Logan had finally stopped pacing, and fixated on a sliver of sky where he could sense the Blackbird approaching from, despite the fact it was most likely in stealth mode. The ground was humming now, pebbles slightly shifting in their places, as the air in front of them suddenly morphed, painting itself in tones of black and grey as the powerful aircraft transitioned out of its surreptitious defense mode and prepared to land, kicking up the dust and dirt, shrouding the Mexican sky in a dirty orange.

As the Blackbird made contact with the ground, Logan heard his own heart thump in his chest. He could always hear it, but was usually able to tune it out with ease. But this time…. God damn it, Rogue. He hadn’t thought about the girl in a couple of years, because it didn’t suit him to think about her. To think about her was to linger, to remember, to wait.

C'mon, I’ll take care of you.

You promise?

Yeah. Yeah, I promise.

Logan swallowed hard.

Logan and Storm both stepped forward a little, waiting for the boarding ramp to gently descend. Charles emerged first, carefully operating the chair down the incline. Logan was a bit dampened to see that the younger man that looked so much older than him seemed worn down, a bit spent. Logan offered him a respectful nod regardless, though, but let Storm greet him.

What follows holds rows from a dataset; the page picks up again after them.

//! Inline type-tagged value cell.
//!
//! A [`TaggedValue`] holds one of a handful of scalar types, or a short
//! piece of text, in a fixed 16-byte buffer next to a 2-byte tag. It is
//! embedded in telemetry and settings records and can also travel as a
//! frame of its own.
//!
//! Reads never fail: asking for a type other than the stored one returns
//! that type's zero value.

use std::fmt;

use bytes::{Buf, BufMut};

use crate::error::{FrameError, Result};
use crate::sink::{emit, LogSink, Severity, TracingSink};

/// Size of the value storage buffer.
pub const STORAGE_SIZE: usize = 16;

/// Longest text that fits alongside its terminator.
pub const MAX_TEXT_LEN: usize = STORAGE_SIZE - 1;

/// Encoded size of a tagged value: tag (2) + storage (16).
pub const VALUE_SIZE: usize = 2 + STORAGE_SIZE;

/// Discriminator for the contents of a [`TaggedValue`].
#[derive(Debug, Clone, Copy, PartialEq, Eq, Hash, Default)]
#[repr(u16)]
pub enum ValueTag {
    #[default]
    Empty = 0,
    Int32 = 1,
    UInt16 = 2,
    Float32 = 3,
    Text = 4,
}

impl ValueTag {
    pub fn as_str(self) -> &'static str {
        match self {
            ValueTag::Empty => "empty",
            ValueTag::Int32 => "int32",
            ValueTag::UInt16 => "uint16",
            ValueTag::Float32 => "float",
            ValueTag::Text => "string",
        }
    }
}

impl TryFrom<u16> for ValueTag {
    type Error = FrameError;

    fn try_from(value: u16) -> Result<Self> {
        match value {
            0 => Ok(Self::Empty),
            1 => Ok(Self::Int32),
            2 => Ok(Self::UInt16),
            3 => Ok(Self::Float32),
            4 => Ok(Self::Text),
            other => Err(FrameError::UnknownValueTag(other)),
        }
    }
}

impl fmt::Display for ValueTag {
    fn fmt(&self, f: &mut fmt::Formatter<'_>) -> fmt::Result {
        f.write_str(self.as_str())
    }
}

mod sealed {
    pub trait Sealed {}

    impl Sealed for i32 {}
    impl Sealed for u16 {}
    impl Sealed for f32 {}
}

/// Scalar types a [`TaggedValue`] can hold.
///
/// Sealed: only `i32`, `u16` and `f32` qualify.
pub trait Numeric: sealed::Sealed + Copy + Default {
    /// Tag recorded when a value of this type is packed.
    const TAG: ValueTag;

    #[doc(hidden)]
    fn write_le(self, storage: &mut [u8; STORAGE_SIZE]);

    #[doc(hidden)]
    fn read_le(storage: &[u8; STORAGE_SIZE]) -> Self;
}

macro_rules! impl_numeric {
    ($ty:ty, $tag:expr) => {
        impl Numeric for $ty {
            const TAG: ValueTag = $tag;

            fn write_le(self, storage: &mut [u8; STORAGE_SIZE]) {
                let bytes = self.to_le_bytes();
                storage[..bytes.len()].copy_from_slice(&bytes);
            }

            fn read_le(storage: &[u8; STORAGE_SIZE]) -> Self {
                const WIDTH: usize = std::mem::size_of::<$ty>();
                let mut bytes = [0u8; WIDTH];
                bytes.copy_from_slice(&storage[..WIDTH]);
                <$ty>::from_le_bytes(bytes)
            }
        }
    };
}

impl_numeric!(i32, ValueTag::Int32);
impl_numeric!(u16, ValueTag::UInt16);
impl_numeric!(f32, ValueTag::Float32);

/// Owned view of a tagged value's contents.
#[derive(Debug, Clone, PartialEq, Default)]
#[cfg_attr(feature = "serde", derive(serde::Serialize, serde::Deserialize))]
pub enum Value {
    #[default]
    Empty,
    Int32(i32),
    UInt16(u16),
    Float32(f32),
    Text(String),
}

/// Fixed-size, type-discriminated value cell (18 bytes on the wire).
#[derive(Clone, Copy, PartialEq, Eq, Hash, Default)]
#[cfg_attr(
    feature = "serde",
    derive(serde::Serialize, serde::Deserialize),
    serde(from = "Value", into = "Value")
)]
pub struct TaggedValue {
    tag: ValueTag,
    storage: [u8; STORAGE_SIZE],
}

impl TaggedValue {
    /// An empty value.
    pub const fn new() -> Self {
        Self {
            tag: ValueTag::Empty,
            storage: [0; STORAGE_SIZE],
        }
    }

    /// Build a value holding `value`.
    pub fn from_numeric<T: Numeric>(value: T) -> Self {
        let mut cell = Self::new();
        cell.pack(value);
        cell
    }

    /// Store a scalar, replacing the previous contents.
    pub fn pack<T: Numeric>(&mut self, value: T) {
        self.storage = [0; STORAGE_SIZE];
        value.write_le(&mut self.storage);
        self.tag = T::TAG;
    }

    /// Store text, reporting truncation through the `tracing` dispatcher.
    ///
    /// `None` clears the value. Callers that own a sink should prefer
    /// [`pack_text_with`](Self::pack_text_with).
    pub fn pack_text(&mut self, text: Option<&str>) {
        self.pack_text_with(text, &TracingSink);
    }

    /// Store text, reporting truncation to `sink`.
    ///
    /// This is the primary text entry point; `pack_text` and the
    /// `From<Value>` conversion forward here with a [`TracingSink`].
    ///
    /// At most [`MAX_TEXT_LEN`] bytes are kept, followed by a zero
    /// terminator. Longer input is cut and one warning is emitted.
    pub fn pack_text_with(&mut self, text: Option<&str>, sink: &dyn LogSink) {
        let Some(text) = text else {
            self.clear();
            return;
        };

        let mut bytes = text.as_bytes();
        if bytes.len() > MAX_TEXT_LEN {
            emit(
                sink,
                Severity::Warning,
                "text truncated to 15 bytes plus terminator",
            );
            bytes = &bytes[..MAX_TEXT_LEN];
        }

        self.storage = [0; STORAGE_SIZE];
        self.storage[..bytes.len()].copy_from_slice(bytes);
        self.tag = ValueTag::Text;
    }

    /// Read the stored scalar, or `T::default()` if the tag names another type.
    pub fn unpack<T: Numeric>(&self) -> T {
        if self.tag != T::TAG {
            return T::default();
        }
        T::read_le(&self.storage)
    }

    /// Read the storage as zero-terminated text, regardless of the tag.
    ///
    /// Stops at the first zero byte and at the first byte that is not valid
    /// UTF-8, so a multi-byte character split by truncation is dropped.
    pub fn unpack_text(&self) -> &str {
        let end = self
            .storage
            .iter()
            .position(|&b| b == 0)
            .unwrap_or(STORAGE_SIZE);
        let raw = &self.storage[..end];
        match std::str::from_utf8(raw) {
            Ok(text) => text,
            Err(err) => {
                // The prefix up to `valid_up_to` is valid UTF-8 by definition.
                std::str::from_utf8(&raw[..err.valid_up_to()]).unwrap_or_default()
            }
        }
    }

    /// Reset to empty and zero the storage.
    pub fn clear(&mut self) {
        self.tag = ValueTag::Empty;
        self.storage = [0; STORAGE_SIZE];
    }

    pub fn tag(&self) -> ValueTag {
        self.tag
    }

    /// Raw storage bytes.
    pub fn storage(&self) -> &[u8; STORAGE_SIZE] {
        &self.storage
    }

    pub fn is_empty(&self) -> bool {
        self.tag == ValueTag::Empty
    }

    /// Owned view of the contents, matched on the tag.
    pub fn value(&self) -> Value {
        match self.tag {
            ValueTag::Empty => Value::Empty,
            ValueTag::Int32 => Value::Int32(self.unpack()),
            ValueTag::UInt16 => Value::UInt16(self.unpack()),
            ValueTag::Float32 => Value::Float32(self.unpack()),
            ValueTag::Text => Value::Text(self.unpack_text().to_string()),
        }
    }

    pub(crate) fn encode(&self, dst: &mut impl BufMut) {
        dst.put_u16_le(self.tag as u16);
        dst.put_slice(&self.storage);
    }

    /// Decode from the front of `src`, which must hold [`VALUE_SIZE`] bytes.
    pub(crate) fn decode(src: &mut impl Buf) -> Result<Self> {
        if src.remaining() < VALUE_SIZE {
            return Err(FrameError::BufferTooShort {
                len: src.remaining(),
                min: VALUE_SIZE,
            });
        }
        let tag = ValueTag::try_from(src.get_u16_le())?;
        let mut storage = [0u8; STORAGE_SIZE];
        src.copy_to_slice(&mut storage);
        Ok(Self { tag, storage })
    }
}

impl fmt::Debug for TaggedValue {
    fn fmt(&self, f: &mut fmt::Formatter<'_>) -> fmt::Result {
        match self.value() {
            Value::Empty => f.write_str("Empty"),
            Value::Int32(v) => write!(f, "Int32({v})"),
            Value::UInt16(v) => write!(f, "UInt16({v})"),
            Value::Float32(v) => write!(f, "Float32({v})"),
            Value::Text(v) => write!(f, "Text({v:?})"),
        }
    }
}

impl TaggedValue {
    /// Build a cell from an owned value, reporting text truncation to `sink`.
    pub fn from_value_with(value: &Value, sink: &dyn LogSink) -> Self {
        let mut cell = Self::new();
        match value {
            Value::Empty => {}
            Value::Int32(v) => cell.pack(*v),
            Value::UInt16(v) => cell.pack(*v),
            Value::Float32(v) => cell.pack(*v),
            Value::Text(v) => cell.pack_text_with(Some(v), sink),
        }
        cell
    }
}

impl From<Value> for TaggedValue {
    fn from(value: Value) -> Self {
        Self::from_value_with(&value, &TracingSink)
    }
}

impl From<TaggedValue> for Value {
    fn from(cell: TaggedValue) -> Self {
        cell.value()
    }
}
#![cfg(feature = "cli")]

use std::path::PathBuf;
use std::process::{Command, Output};

const COMMAND_HEX: &str = "021a34120000c03f0000204000006040000090406400c8002c019001e098";
const TELEMETRY_HEX: &str = "4218030000002a420000000000000000000000003412b168de3abfaa";
const TEXT_VALUE_HEX: &str = "8212040048656c6c6f20526f626f7400000000001177";

fn smartlink(args: &[&str]) -> Output {
    Command::new(env!("CARGO_BIN_EXE_smartlink"))
        .arg("--log-level")
        .arg("error")
        .args(args)
        .output()
        .expect("smartlink should run")
}

fn stdout(output: &Output) -> String {
    String::from_utf8_lossy(&output.stdout).into_owned()
}

fn unique_temp_file(tag: &str) -> PathBuf {
    std::env::temp_dir().join(format!(
        "smartlink-{tag}-{}-{}",
        std::process::id(),
        std::time::SystemTime::now()
            .duration_since(std::time::UNIX_EPOCH)
            .expect("time should be after epoch")
            .as_nanos()
    ))
}

#[test]
fn encode_command_prints_hex() {
    let output = smartlink(&[
        "--format",
        "json",
        "encode",
        "command",
        "--json",
        r#"{"command_type":4660,"w":1.5,"x":2.5,"y":3.5,"z":4.5,"s":100,"t":200,"u":300,"v":400}"#,
    ]);

    assert!(output.status.success());
    let out = stdout(&output);
    assert!(out.contains(&format!("\"hex\":\"{COMMAND_HEX}\"")));
    assert!(out.contains("\"size\":30"));
}

#[test]
fn encode_raw_writes_frame_bytes() {
    let output = smartlink(&[
        "--format",
        "raw",
        "encode",
        "value",
        "--json",
        r#"{"Text":"Hello Robot"}"#,
    ]);

    assert!(output.status.success());
    assert_eq!(hex_of(&output.stdout), TEXT_VALUE_HEX);
}

#[test]
fn encode_from_file() {
    let path = unique_temp_file("telemetry.json");
    std::fs::write(
        &path,
        r#"{"value":{"Float32":42.5},"source_id":4660,"timestamp":987654321}"#,
    )
    .expect("record file should be writable");

    let output = smartlink(&[
        "--format",
        "json",
        "encode",
        "telemetry",
        "--file",
        path.to_str().expect("temp path should be utf-8"),
    ]);
    let _ = std::fs::remove_file(&path);

    assert!(output.status.success());
    assert!(stdout(&output).contains(TELEMETRY_HEX));
}

#[test]
fn encode_invalid_json_returns_60() {
    let output = smartlink(&["encode", "command", "--json", "{not json"]);
    assert_eq!(output.status.code(), Some(60));
}

#[test]
fn decode_telemetry_prints_record() {
    let output = smartlink(&["--format", "json", "decode", "telemetry", TELEMETRY_HEX]);

    assert!(output.status.success());
    let out = stdout(&output);
    assert!(out.contains("\"kind\":\"telemetry\""));
    assert!(out.contains("\"source_id\":4660"));
    assert!(out.contains("\"timestamp\":987654321"));
}

#[test]
fn decode_with_wrong_kind_returns_60() {
    let output = smartlink(&["decode", "command", TELEMETRY_HEX]);

    assert_eq!(output.status.code(), Some(60));
    let stderr = String::from_utf8_lossy(&output.stderr);
    assert!(stderr.contains("frame kind mismatch"));
}

#[test]
fn decode_bad_hex_returns_60() {
    let output = smartlink(&["decode", "value", "0g"]);
    assert_eq!(output.status.code(), Some(60));
}

#[test]
fn inspect_reports_crc_values() {
    let output = smartlink(&["--format", "json", "inspect", COMMAND_HEX]);

    assert!(output.status.success());
    let out = stdout(&output);
    assert!(out.contains("\"valid\":true"));
    assert!(out.contains("\"declared_length\":26"));
    assert!(out.contains("\"received_crc\":39136"));
}

#[test]
fn inspect_broken_frame_returns_60() {
    let output = smartlink(&["--format", "json", "inspect", "021a00"]);

    assert_eq!(output.status.code(), Some(60));
    assert!(stdout(&output).contains("\"valid\":false"));
}

#[test]
fn crc_of_check_string() {
    let output = smartlink(&["--format", "json", "crc", "313233343536373839"]);

    assert!(output.status.success());
    assert!(stdout(&output).contains("\"hex\":\"0x29b1\""));
}

#[test]
fn listen_reads_frames_from_file() {
    let path = unique_temp_file("capture.bin");
    let mut capture = vec![0xFF, 0x13];
    capture.extend_from_slice(&bytes_of(COMMAND_HEX));
    capture.extend_from_slice(&bytes_of(TELEMETRY_HEX));
    capture.extend_from_slice(&bytes_of(TEXT_VALUE_HEX));
    std::fs::write(&path, &capture).expect("capture should be writable");

    let path_str = path.to_str().expect("temp path should be utf-8").to_string();
    let all = smartlink(&["--format", "json", "listen", &path_str]);
    let filtered = smartlink(&[
        "--format",
        "json",
        "listen",
        &path_str,
        "--kinds",
        "value",
    ]);
    let limited = smartlink(&["--format", "json", "listen", &path_str, "--count", "1"]);
    let _ = std::fs::remove_file(&path);

    assert!(all.status.success());
    assert_eq!(stdout(&all).lines().count(), 3);

    let filtered_out = stdout(&filtered);
    assert_eq!(filtered_out.lines().count(), 1);
    assert!(filtered_out.contains("Hello Robot"));

    let limited_out = stdout(&limited);
    assert_eq!(limited_out.lines().count(), 1);
    assert!(limited_out.contains("\"kind\":\"command\""));
}

#[test]
fn listen_missing_file_fails() {
    let path = unique_temp_file("missing.bin");
    let output = smartlink(&["listen", path.to_str().expect("temp path should be utf-8")]);
    assert_eq!(output.status.code(), Some(1));
}

#[test]
fn version_extended_lists_protocol_limits() {
    let output = smartlink(&["version", "--extended"]);

    assert!(output.status.success());
    let out = stdout(&output);
    assert!(out.contains("name: smartlink"));
    assert!(out.contains("max_payload=64"));
}

fn bytes_of(hex: &str) -> Vec<u8> {
    (0..hex.len())
        .step_by(2)
        .map(|i| u8::from_str_radix(&hex[i..i + 2], 16).expect("valid hex"))
        .collect()
}

fn hex_of(bytes: &[u8]) -> String {
    bytes.iter().map(|b| format!("{b:02x}")).collect()
}
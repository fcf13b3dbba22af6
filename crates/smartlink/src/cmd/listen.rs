use std::fs::File;
use std::io::Read;

use smartlink_frame::{FrameKind, FrameReader, Message};

use crate::cmd::ListenArgs;
use crate::exit::{frame_error, io_error, CliResult, SUCCESS};
use crate::output::{print_message, OutputFormat};

pub fn run(args: ListenArgs, format: OutputFormat) -> CliResult<i32> {
    let file = File::open(&args.path)
        .map_err(|err| io_error(&format!("failed opening {}", args.path.display()), err))?;

    let kinds: Option<Vec<FrameKind>> = args
        .kinds
        .as_ref()
        .map(|kinds| kinds.iter().copied().map(FrameKind::from).collect());

    listen(file, kinds.as_deref(), args.count, |message| {
        print_message(message, format)
    })?;
    Ok(SUCCESS)
}

/// Pump frames from `source` until EOF or `count` messages were emitted.
/// Returns the number of messages emitted.
pub fn listen<R, F>(
    source: R,
    kinds: Option<&[FrameKind]>,
    count: Option<usize>,
    mut emit: F,
) -> CliResult<usize>
where
    R: Read,
    F: FnMut(&Message),
{
    let mut emitted = 0usize;
    if count == Some(0) {
        return Ok(emitted);
    }

    for frame in FrameReader::new(source) {
        let frame = frame.map_err(|err| frame_error("read failed", err))?;

        if let Some(kinds) = kinds {
            if !kinds.contains(&frame.kind) {
                continue;
            }
        }

        let message = match Message::from_frame(&frame) {
            Ok(message) => message,
            Err(err) => {
                tracing::warn!(kind = %frame.kind, error = %err, "dropping undecodable frame");
                continue;
            }
        };

        emit(&message);
        emitted = emitted.saturating_add(1);

        if count.is_some_and(|count| emitted >= count) {
            break;
        }
    }

    tracing::debug!(emitted, "listen finished");
    Ok(emitted)
}

#[cfg(test)]
mod tests {
    use std::io::Cursor;

    use super::*;
    use smartlink_frame::{Command, FrameCodec, TaggedValue, TelemetryData};

    fn stream() -> Vec<u8> {
        let codec = FrameCodec::new();
        let mut wire = vec![0xFF, 0x00];
        wire.extend_from_slice(&codec.serialize_command(&Command::default()).unwrap());
        wire.extend_from_slice(&codec.serialize_value(&TaggedValue::from_numeric(7i32)).unwrap());
        wire.push(0x55);
        wire.extend_from_slice(&codec.serialize_telemetry(&TelemetryData::default()).unwrap());
        wire
    }

    #[test]
    fn emits_every_frame_until_eof() {
        let mut seen = Vec::new();
        let n = listen(Cursor::new(stream()), None, None, |m| seen.push(m.kind())).unwrap();

        assert_eq!(n, 3);
        assert_eq!(
            seen,
            vec![FrameKind::Command, FrameKind::Value, FrameKind::Telemetry]
        );
    }

    #[test]
    fn filters_by_kind() {
        let mut seen = Vec::new();
        let kinds = [FrameKind::Value, FrameKind::Telemetry];
        listen(Cursor::new(stream()), Some(&kinds), None, |m| seen.push(m.clone())).unwrap();

        assert_eq!(seen.len(), 2);
        assert_eq!(seen[0], Message::Value(TaggedValue::from_numeric(7i32)));
    }

    #[test]
    fn stops_after_count() {
        let n = listen(Cursor::new(stream()), None, Some(2), |_| {}).unwrap();
        assert_eq!(n, 2);

        let n = listen(Cursor::new(stream()), None, Some(0), |_| {}).unwrap();
        assert_eq!(n, 0);
    }

    #[test]
    fn undecodable_value_tag_is_dropped() {
        let mut payload = vec![0u8; 18];
        payload[0] = 0x09;
        let mut wire = Vec::new();
        let mut frame = vec![FrameKind::Value.header(), payload.len() as u8];
        frame.extend_from_slice(&payload);
        let crc = smartlink_frame::crc16(&frame);
        frame.extend_from_slice(&crc.to_le_bytes());
        wire.extend_from_slice(&frame);
        wire.extend_from_slice(
            &FrameCodec::new()
                .serialize_value(&TaggedValue::from_numeric(1u16))
                .unwrap(),
        );

        let mut seen = Vec::new();
        listen(Cursor::new(wire), None, None, |m| seen.push(m.clone())).unwrap();
        assert_eq!(seen, vec![Message::Value(TaggedValue::from_numeric(1u16))]);
    }
}
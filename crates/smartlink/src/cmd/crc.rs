use serde::Serialize;
use smartlink_frame::crc16;

use crate::cmd::{parse_hex, CrcArgs};
use crate::exit::{CliResult, SUCCESS};
use crate::output::{print_raw, print_report, OutputFormat};

#[derive(Serialize)]
struct CrcOutput {
    length: usize,
    crc: u16,
    hex: String,
    wire: String,
}

pub fn run(args: CrcArgs, format: OutputFormat) -> CliResult<i32> {
    let data = parse_hex(&args.hex)?;
    let crc = crc16(&data);

    if let OutputFormat::Raw = format {
        print_raw(&crc.to_le_bytes());
        return Ok(SUCCESS);
    }

    let out = CrcOutput {
        length: data.len(),
        crc,
        hex: format!("0x{crc:04x}"),
        wire: hex::encode(crc.to_le_bytes()),
    };
    let rows = vec![
        vec!["length".to_string(), out.length.to_string()],
        vec!["crc".to_string(), out.hex.clone()],
        vec!["wire (LE)".to_string(), out.wire.clone()],
    ];
    print_report(&out, rows, format);
    Ok(SUCCESS)
}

“Hank…” Storm murmured, her voice emotional and wary. Charles’ exterior softened at her grief and he nodded gently. “My dear, I’m afraid it’s worse than we could have imagined,” was all Logan heard, before Charles stopped speaking and started communicating in a different way to her, impervious to Logan’s hearing. Logan, I trust you can see Rogue off the plane and take care of the jet’s safety checks arrived in his head, along with, It’s good to see you again, friend.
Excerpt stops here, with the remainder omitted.